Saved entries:
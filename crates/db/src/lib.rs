//! Database layer with `SeaORM` entities and the PostgreSQL ledger store.
//!
//! This crate provides:
//! - `SeaORM` entity definitions for the ledger tables
//! - Database migrations (schema, append-only triggers)
//! - [`PgLedgerStore`], the PostgreSQL implementation of the core storage traits

pub mod entities;
pub mod error;
pub mod migration;
pub mod store;

pub use error::MappingError;
pub use store::PgLedgerStore;

use sea_orm::{ConnectOptions, Database, DatabaseConnection, DbErr};
use tally_shared::DatabaseConfig;

/// Establishes a pooled connection to the database.
///
/// # Errors
///
/// Returns an error if the connection cannot be established.
pub async fn connect(config: &DatabaseConfig) -> Result<DatabaseConnection, DbErr> {
    let mut options = ConnectOptions::new(config.url.clone());
    options
        .max_connections(config.max_connections)
        .min_connections(config.min_connections)
        .sqlx_logging(false);
    Database::connect(options).await
}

[Work to complete] Nothing is to be altered; retype each entry exactly.

[Expected answer]
filename crates/db/src/lib.rs
//! Database layer with `SeaORM` entities and the PostgreSQL ledger store.
//!
//! This crate provides:
//! - `SeaORM` entity definitions for the ledger tables
//! - Database migrations (schema, append-only triggers)
//! - [`PgLedgerStore`], the PostgreSQL implementation of the core storage traits

pub mod entities;
pub mod error;
pub mod migration;
pub mod store;

pub use error::MappingError;
pub use store::PgLedgerStore;

use sea_orm::{ConnectOptions, Database, DatabaseConnection, DbErr};
use tally_shared::DatabaseConfig;

/// Establishes a pooled connection to the database.
///
/// # Errors
///
/// Returns an error if the connection cannot be established.
pub async fn connect(config: &DatabaseConfig) -> Result<DatabaseConnection, DbErr> {
    let mut options = ConnectOptions::new(config.url.clone());
    options
        .max_connections(config.max_connections)
        .min_connections(config.min_connections)
        .sqlx_logging(false);
    Database::connect(options).await
}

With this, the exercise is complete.